On the other hand, the main difficulty remains where we have a hollow object, so we have zeros surrounded by ones. Therefore applying the straightforward method I described herein is not valid anymore. What we need to do is fill all the object area with ones. here is a 2D example so you can understand What i mean
a 2D table :
0 0 0 0 0 0 0 0 0 0 0 0
0 0 0 1 1 1 1 1 1 0 0 0
0 0 1 1 0 0 0 1 1 1 0 0
0 0 0 1 0 0 1 0 0 0 0 0
0 0 1 0 0 0 0 1 0 0 0 0
0 0 1 0 0 0 0 1 0 0 0 0
0 0 1 1 1 1 1 1 0 0 0 0
0 0 0 0 0 0 0 0 0 0 0 0
I need to transform it to this
0 0 0 0 0 0 0 0 0 0 0 0
0 0 0 1 1 1 1 1 1 0 0 0
0 0 1 1 1 1 1 1 1 1 0 0
0 0 0 1 1 1 1 0 0 0 0 0
0 0 1 1 1 1 1 1 0 0 0 0
0 0 1 1 1 1 1 1 0 0 0 0
0 0 1 1 1 1 1 1 0 0 0 0
0 0 0 0 0 0 0 0 0 0 0 0
If you use scipy you can do this in one line with binary_fill_holes. And this works in n-dimensions. With your example:
import numpy as np
from scipy import ndimage
shape=np.array([
[0,0,0,0,0,0,0,0,0,0,0,0],
[0,0,0,1,1,1,1,1,1,0,0,0],
[0,0,1,1,0,0,0,1,1,1,0,0],
[0,0,0,1,0,0,1,0,0,0,0,0],
[0,0,1,0,0,0,0,1,0,0,0,0],
[0,0,1,0,0,0,0,1,0,0,0,0],
[0,0,1,1,1,1,1,1,0,0,0,0],
[0,0,0,0,0,0,0,0,0,0,0,0]
])
shape[ndimage.binary_fill_holes(shape)] = 1
#Output:
[[0 0 0 0 0 0 0 0 0 0 0 0]
[0 0 0 1 1 1 1 1 1 0 0 0]
[0 0 1 1 1 1 1 1 1 1 0 0]
[0 0 0 1 1 1 1 0 0 0 0 0]
[0 0 1 1 1 1 1 1 0 0 0 0]
[0 0 1 1 1 1 1 1 0 0 0 0]
[0 0 1 1 1 1 1 1 0 0 0 0]
[0 0 0 0 0 0 0 0 0 0 0 0]]
A standard flood fill should be extensible to three dimensions. From Wikipedia, the 2-d version in outline:
1. If the color of node is not equal to target-color, return.

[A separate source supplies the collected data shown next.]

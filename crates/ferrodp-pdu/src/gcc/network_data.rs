use bitflags::bitflags;
use ferrodp_core::{
    cast_length, ensure_fixed_part_size, ensure_size, invalid_field_err, read_padding, write_padding, Decode,
    DecodeResult, Encode, EncodeResult, ReadCursor, WriteCursor,
};

const CHANNEL_NAME_SIZE: usize = 8;
const CHANNEL_DEF_SIZE: usize = CHANNEL_NAME_SIZE + 4 /* options */;
const MAX_CHANNELS: usize = 31;

/// TS_UD_CS_NET ([MS-RDPBCGR] 2.2.1.3.4): the static virtual channels the
/// client wants joined.
#[derive(Debug, Clone, Default, PartialEq, Eq)]
pub struct ClientNetworkData {
    pub channels: Vec<ChannelDef>,
}

impl ClientNetworkData {
    const NAME: &'static str = "ClientNetworkData";

    const FIXED_PART_SIZE: usize = 4 /* channelCount */;
}

impl Encode for ClientNetworkData {
    fn encode(&self, dst: &mut WriteCursor<'_>) -> EncodeResult<()> {
        ensure_size!(in: dst, size: self.size());

        dst.write_u32(cast_length!("channelCount", self.channels.len())?);

        for channel in self.channels.iter() {
            let mut name = [0u8; CHANNEL_NAME_SIZE];
            let len = channel.name.len().min(CHANNEL_NAME_SIZE - 1);
            name[..len].copy_from_slice(&channel.name.as_bytes()[..len]);

            dst.write_slice(&name);
            dst.write_u32(channel.options.bits());
        }

        Ok(())
    }

    fn name(&self) -> &'static str {
        Self::NAME
    }

    fn size(&self) -> usize {
        Self::FIXED_PART_SIZE + self.channels.len() * CHANNEL_DEF_SIZE
    }
}

impl<'de> Decode<'de> for ClientNetworkData {
    fn decode(src: &mut ReadCursor<'de>) -> DecodeResult<Self> {
        ensure_fixed_part_size!(in: src);

        let channel_count: usize = cast_length!("channelCount", src.read_u32())?;

        if channel_count > MAX_CHANNELS {
            return Err(invalid_field_err!("channelCount", "too many static channels"));
        }

        ensure_size!(in: src, size: channel_count * CHANNEL_DEF_SIZE);

        let mut channels = Vec::with_capacity(channel_count);
        for _ in 0..channel_count {
            let name_bytes = src.read_slice(CHANNEL_NAME_SIZE);
            let name = name_bytes
                .iter()
                .take_while(|&&b| b != 0)
                .map(|&b| char::from(b))
                .collect();
            let options = ChannelOptions::from_bits_truncate(src.read_u32());

            channels.push(ChannelDef { name, options });
        }

        Ok(Self { channels })
    }
}

/// CHANNEL_DEF ([MS-RDPBCGR] 2.2.1.3.4.1).
#[derive(Debug, Clone, PartialEq, Eq)]
pub struct ChannelDef {
    /// ANSI name, at most seven characters plus the implicit terminator.
    pub name: String,
    pub options: ChannelOptions,
}

bitflags! {
    #[derive(Debug, Clone, Copy, PartialEq, Eq, PartialOrd, Ord, Hash)]
    pub struct ChannelOptions: u32 {
        const INITIALIZED = 0x8000_0000;
        const ENCRYPT_RDP = 0x4000_0000;
        const ENCRYPT_SC = 0x2000_0000;
        const ENCRYPT_CS = 0x1000_0000;
        const PRI_HIGH = 0x0800_0000;
        const PRI_MED = 0x0400_0000;
        const PRI_LOW = 0x0200_0000;
        const COMPRESS_RDP = 0x0080_0000;
        const COMPRESS = 0x0040_0000;
        const SHOW_PROTOCOL = 0x0020_0000;
        const REMOTE_CONTROL_PERSISTENT = 0x0010_0000;
    }
}

/// TS_UD_SC_NET ([MS-RDPBCGR] 2.2.1.4.4): the channel ids the server
/// allocated, in the same order the client requested them.
#[derive(Debug, Clone, PartialEq, Eq)]
pub struct ServerNetworkData {
    pub io_channel: u16,
    pub channel_ids: Vec<u16>,
}

impl ServerNetworkData {
    const NAME: &'static str = "ServerNetworkData";

    const FIXED_PART_SIZE: usize = 2 /* MCSChannelId */ + 2 /* channelCount */;

    fn write_padding_size(&self) -> usize {
        self.channel_ids.len() % 2 * 2
    }
}

impl Encode for ServerNetworkData {
    fn encode(&self, dst: &mut WriteCursor<'_>) -> EncodeResult<()> {
        ensure_size!(in: dst, size: self.size());

        dst.write_u16(self.io_channel);
        dst.write_u16(cast_length!("channelCount", self.channel_ids.len())?);

        for channel_id in self.channel_ids.iter() {
            dst.write_u16(*channel_id);
        }

        // Pad to a multiple of four bytes.
        write_padding!(dst, self.write_padding_size());

        Ok(())
    }

    fn name(&self) -> &'static str {
        Self::NAME
    }

    fn size(&self) -> usize {
        Self::FIXED_PART_SIZE + self.channel_ids.len() * 2 + self.write_padding_size()
    }
}

impl<'de> Decode<'de> for ServerNetworkData {
    fn decode(src: &mut ReadCursor<'de>) -> DecodeResult<Self> {
        ensure_fixed_part_size!(in: src);

        let io_channel = src.read_u16();
        let channel_count: usize = cast_length!("channelCount", src.read_u16())?;

        if channel_count > MAX_CHANNELS {
            return Err(invalid_field_err!("channelCount", "too many static channels"));
        }

        ensure_size!(in: src, size: channel_count * 2);

        let mut channel_ids = Vec::with_capacity(channel_count);
        for _ in 0..channel_count {
            channel_ids.push(src.read_u16());
        }

        let padding = channel_count % 2 * 2;
        if src.len() >= padding {
            read_padding!(src, padding);
        }

        Ok(Self {
            io_channel,
            channel_ids,
        })
    }
}

#[cfg(test)]
mod tests {
    use ferrodp_core::{decode, encode_vec};

    use super::*;

    #[test]
    fn client_network_data_roundtrip() {
        let data = ClientNetworkData {
            channels: vec![
                ChannelDef {
                    name: "cliprdr".to_owned(),
                    options: ChannelOptions::INITIALIZED | ChannelOptions::SHOW_PROTOCOL,
                },
                ChannelDef {
                    name: "rdpsnd".to_owned(),
                    options: ChannelOptions::INITIALIZED,
                },
            ],
        };

        let encoded = encode_vec(&data).unwrap();
        let decoded: ClientNetworkData = decode(&encoded).unwrap();
        assert_eq!(decoded, data);
    }

    #[test]
    fn server_network_data_pads_odd_channel_count() {
        let data = ServerNetworkData {
            io_channel: 1003,
            channel_ids: vec![1004, 1005, 1006],
        };

        let encoded = encode_vec(&data).unwrap();
        assert_eq!(encoded.len() % 4, 0);

        let decoded: ServerNetworkData = decode(&encoded).unwrap();
        assert_eq!(decoded, data);
    }
}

2. Set the color of node to replacement-color.
3. Perform Flood-fill (one step to the west of node, target-color, replacement-color).
Perform Flood-fill (one step to the east of node, target-color, replacement-color).

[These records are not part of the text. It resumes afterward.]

impl Encode for ShareControlPdu {
    fn encode(&self, dst: &mut WriteCursor<'_>) -> EncodeResult<()> {
        match self {
            ShareControlPdu::ServerDemandActive(pdu) => pdu.encode(dst),
            ShareControlPdu::ClientConfirmActive(pdu) => pdu.encode(dst),
            ShareControlPdu::Data(share_data_header) => share_data_header.encode(dst),
            ShareControlPdu::ServerDeactivateAll(deactivate_all) => deactivate_all.encode(dst),
        }
    }

    fn name(&self) -> &'static str {
        Self::NAME
    }

    fn size(&self) -> usize {
        match self {
            ShareControlPdu::ServerDemandActive(pdu) => pdu.size(),
            ShareControlPdu::ClientConfirmActive(pdu) => pdu.size(),
            ShareControlPdu::Data(share_data_header) => share_data_header.size(),
            ShareControlPdu::ServerDeactivateAll(deactivate_all) => deactivate_all.size(),
        }
    }
}

#[derive(Debug, Clone, PartialEq, Eq)]
pub struct ShareDataHeader {
    pub share_data_pdu: ShareDataPdu,
    pub stream_priority: StreamPriority,
    pub compression_flags: CompressionFlags,
    pub compression_type: CompressionType,
}

impl ShareDataHeader {
    const NAME: &'static str = "ShareDataHeader";

    pub const FIXED_PART_SIZE: usize = PADDING_FIELD_SIZE
        + STREAM_ID_FIELD_SIZE
        + UNCOMPRESSED_LENGTH_FIELD_SIZE
        + PDU_TYPE_FIELD_SIZE
        + COMPRESSION_TYPE_FIELD_SIZE
        + COMPRESSED_LENGTH_FIELD_SIZE;
}

impl Encode for ShareDataHeader {
    fn encode(&self, dst: &mut WriteCursor<'_>) -> EncodeResult<()> {
        ensure_size!(in: dst, size: self.size());

        if self.compression_flags.is_empty() {
            let compression_flags_with_type = self.compression_flags.bits()
                | self
                    .compression_type
                    .to_u8()
                    .ok_or_else(|| invalid_field_err!("compressionType", "unrepresentable"))?;

            write_padding!(dst, 1);
            dst.write_u8(
                self.stream_priority
                    .to_u8()
                    .ok_or_else(|| invalid_field_err!("streamPriority", "unrepresentable"))?,
            );
            dst.write_u16(cast_length!(
                "uncompressedLength",
                self.share_data_pdu.size()
                    + PDU_TYPE_FIELD_SIZE
                    + COMPRESSION_TYPE_FIELD_SIZE
                    + COMPRESSED_LENGTH_FIELD_SIZE
            )?);
            dst.write_u8(
                self.share_data_pdu
                    .share_header_type()
                    .to_u8()
                    .ok_or_else(|| invalid_field_err!("pduType", "unrepresentable"))?,
            );
            dst.write_u8(compression_flags_with_type);
            dst.write_u16(0); // compressedLength

            self.share_data_pdu.encode(dst)
        } else {
            // Compressed payloads are produced by the bulk layer, which writes
            // the header itself.
            Err(other_err(Self::NAME, "cannot encode with compression flags set"))
        }
    }

    fn name(&self) -> &'static str {
        Self::NAME
    }

    fn size(&self) -> usize {
        Self::FIXED_PART_SIZE + self.share_data_pdu.size()
    }
}

impl<'de> Decode<'de> for ShareDataHeader {
    fn decode(src: &mut ReadCursor<'de>) -> DecodeResult<Self> {
        ensure_fixed_part_size!(in: src);

        read_padding!(src, 1);
        let stream_priority = StreamPriority::from_u8(src.read_u8())
            .ok_or_else(|| invalid_field_err!("streamPriority", "invalid stream priority"))?;
        let _uncompressed_length = src.read_u16();
        let pdu_type =
            ShareDataPduType::from_u8(src.read_u8()).ok_or_else(|| invalid_field_err!("pduType", "invalid pdu type"))?;
        let compression_flags_with_type = src.read_u8();

        let compression_flags =
            CompressionFlags::from_bits_truncate(compression_flags_with_type & !SHARE_DATA_HEADER_COMPRESSION_MASK);
        let compression_type =
            CompressionType::from_u8(compression_flags_with_type & SHARE_DATA_HEADER_COMPRESSION_MASK)
                .ok_or_else(|| invalid_field_err!("compressionType", "invalid compression type"))?;
        let _compressed_length = src.read_u16();

        let share_data_pdu = ShareDataPdu::from_type(src, pdu_type)?;

        Ok(Self {
            share_data_pdu,
            stream_priority,
            compression_flags,
            compression_type,
        })
    }
}

#[derive(Debug, Clone, PartialEq, Eq)]
pub enum ShareDataPdu {
    Synchronize(SynchronizePdu),
    Control(ControlPdu),
    FontList(FontPdu),
    FontMap(FontPdu),
    PersistentKeyList(PersistentKeyListPdu),
    SaveSessionInfo(SaveSessionInfoPdu),
    ServerSetErrorInfo(ServerSetErrorInfoPdu),
    Input(InputEventPdu),
    ShutdownRequest,
    ShutdownDenied,
    SuppressOutput(SuppressOutputPdu),
    RefreshRectangle(RefreshRectanglePdu),
}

Perform Flood-fill (one step to the north of node, target-color, replacement-color).
Perform Flood-fill (one step to the south of node, target-color, replacement-color).
4. Return.
Notice that in step 3. you are keeping track of all the adjacent cells. If you change this to find all adjacent cells in 3-d and run as before it should work nicely.

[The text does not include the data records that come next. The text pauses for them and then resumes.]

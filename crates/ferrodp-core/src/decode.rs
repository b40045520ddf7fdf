use core::fmt;

use crate::{
    InvalidFieldErr, NotEnoughBytesErr, OtherErr, ReadCursor, UnexpectedMessageTypeErr, UnsupportedValueErr,
    UnsupportedVersionErr,
};

pub type DecodeResult<T> = Result<T, DecodeError>;

pub type DecodeError = ferrodp_error::Error<DecodeErrorKind>;

#[non_exhaustive]
#[derive(Clone, Debug)]
pub enum DecodeErrorKind {
    NotEnoughBytes { received: usize, expected: usize },
    InvalidField { field: &'static str, reason: &'static str },
    UnexpectedMessageType { got: u8 },
    UnsupportedVersion { got: u8 },
    UnsupportedValue { name: &'static str, value: String },
    Other { description: &'static str },
}

impl std::error::Error for DecodeErrorKind {}

impl fmt::Display for DecodeErrorKind {
    fn fmt(&self, f: &mut fmt::Formatter<'_>) -> fmt::Result {
        match self {
            Self::NotEnoughBytes { received, expected } => write!(
                f,
                "not enough bytes provided to decode: received {received} bytes, expected {expected} bytes"
            ),
            Self::InvalidField { field, reason } => write!(f, "invalid `{field}`: {reason}"),
            Self::UnexpectedMessageType { got } => write!(f, "invalid message type ({got})"),
            Self::UnsupportedVersion { got } => write!(f, "unsupported version ({got})"),
            Self::UnsupportedValue { name, value } => write!(f, "unsupported {name} ({value})"),
            Self::Other { description } => write!(f, "other ({description})"),
        }
    }
}

impl NotEnoughBytesErr for DecodeError {
    fn not_enough_bytes(context: &'static str, received: usize, expected: usize) -> Self {
        Self::new(context, DecodeErrorKind::NotEnoughBytes { received, expected })
    }
}

impl InvalidFieldErr for DecodeError {
    fn invalid_field(context: &'static str, field: &'static str, reason: &'static str) -> Self {
        Self::new(context, DecodeErrorKind::InvalidField { field, reason })
    }
}

impl UnexpectedMessageTypeErr for DecodeError {
    fn unexpected_message_type(context: &'static str, got: u8) -> Self {
        Self::new(context, DecodeErrorKind::UnexpectedMessageType { got })
    }
}

impl UnsupportedVersionErr for DecodeError {
    fn unsupported_version(context: &'static str, got: u8) -> Self {
        Self::new(context, DecodeErrorKind::UnsupportedVersion { got })
    }
}

impl UnsupportedValueErr for DecodeError {
    fn unsupported_value(context: &'static str, name: &'static str, value: String) -> Self {
        Self::new(context, DecodeErrorKind::UnsupportedValue { name, value })
    }
}

impl OtherErr for DecodeError {
    fn other(context: &'static str, description: &'static str) -> Self {
        Self::new(context, DecodeErrorKind::Other { description })
    }
}

/// PDU that can be decoded from a binary input.
///
/// The lifetime parameter allows decoded messages to borrow from the input.
pub trait Decode<'de>: Sized {
    fn decode(src: &mut ReadCursor<'de>) -> DecodeResult<Self>;
}

pub fn decode<'de, T>(src: &'de [u8]) -> DecodeResult<T>
where
    T: Decode<'de>,
{
    let mut cursor = ReadCursor::new(src);
    T::decode(&mut cursor)
}

pub fn decode_cursor<'de, T>(src: &mut ReadCursor<'de>) -> DecodeResult<T>
where
    T: Decode<'de>,
{
    T::decode(src)
}

/// Similar to [`Decode`] but unconditionally returns an owned type.
pub trait DecodeOwned: Sized {
    fn decode_owned(src: &mut ReadCursor<'_>) -> DecodeResult<Self>;
}

pub fn decode_owned<T: DecodeOwned>(src: &[u8]) -> DecodeResult<T> {
    let mut cursor = ReadCursor::new(src);
    T::decode_owned(&mut cursor)
}

/// Conversion of a borrowing PDU into its `'static`-bounded owned counterpart.
pub trait IntoOwned: Sized {
    type Owned: 'static;

    fn into_owned(self) -> Self::Owned;
}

Not intuitive and hard to read, but compact:
matrix = [[0, 0, 0, 0, 0, 0],
[0, 0, 1, 0, 1, 0],
[0, 1, 0, 0, 0, 1],
[0, 0, 0, 0, 0, 0]]
ranges = [1 in m and range(m.index(1), len(m)-list(reversed(m)).index(1)) or None for m in matrix]
result = [[ranges[j] is not None and i in ranges[j] and 1 or 0 for i,a in enumerate(m)] for j,m in enumerate(matrix)]
result
[[0, 0, 0, 0, 0, 0],
[0, 0, 1, 1, 1, 0],
[0, 1, 1, 1, 1, 1],
[0, 0, 0, 0, 0, 0]]
matrix=[
[0,0,0,0,0,0,0,0,0,0,0,0],
[0,0,0,1,1,1,1,1,1,0,0,0],
[0,0,1,1,0,0,0,1,1,1,0,0],
[0,0,0,1,0,0,1,0,0,0,0,0],
[0,0,1,0,0,0,0,1,0,0,0,0],
[0,0,1,0,0,0,0,1,0,0,0,0],
[0,0,1,1,1,1,1,1,0,0,0,0],
[0,0,0,0,0,0,0,0,0,0,0,0]
]
def fill (x,y):
global matrix
if ( x==len (matrix)
or y==len (matrix[0])
or x==-1
or y==-1
or matrix[x][y]==1 ):
return
else:
matrix[x][y]=1
fill (x+1,y)
fill (x-1,y)
fill (x,y+1)
fill (x,y-1)
fill (4,4)
for i in matrix:
print i
Assuming you're talking about something like filling a voxel shape, why can't you just do something like this (take it as pseudocode example for the simplified 2D case, as I don't know what data structure you're using - maybe a numpy.array? - so I'm just taking a hypothetical "list of lists as a matrix" and I don't take in consideration the problem of modifying an iterable while traversing it etc.):
for i, row in enumerate(matrix):
last_filled_voxel_j = false
for j, voxel in enumerate(row):
if voxel:
if last_filled_voxel != false:
fill_matrix(matrix, i, last_filled_voxel_j, j)
last_filled_voxel_j = j
...assuming that fill_matrix(matrix, row, column_start, column_end) just fills the row of voxels between and not including column_start and column_end.
I guess this is probably not the answer you're looking for, but can you expand what thing different than what I pseudocoded before you actually need to do so we can be of more help?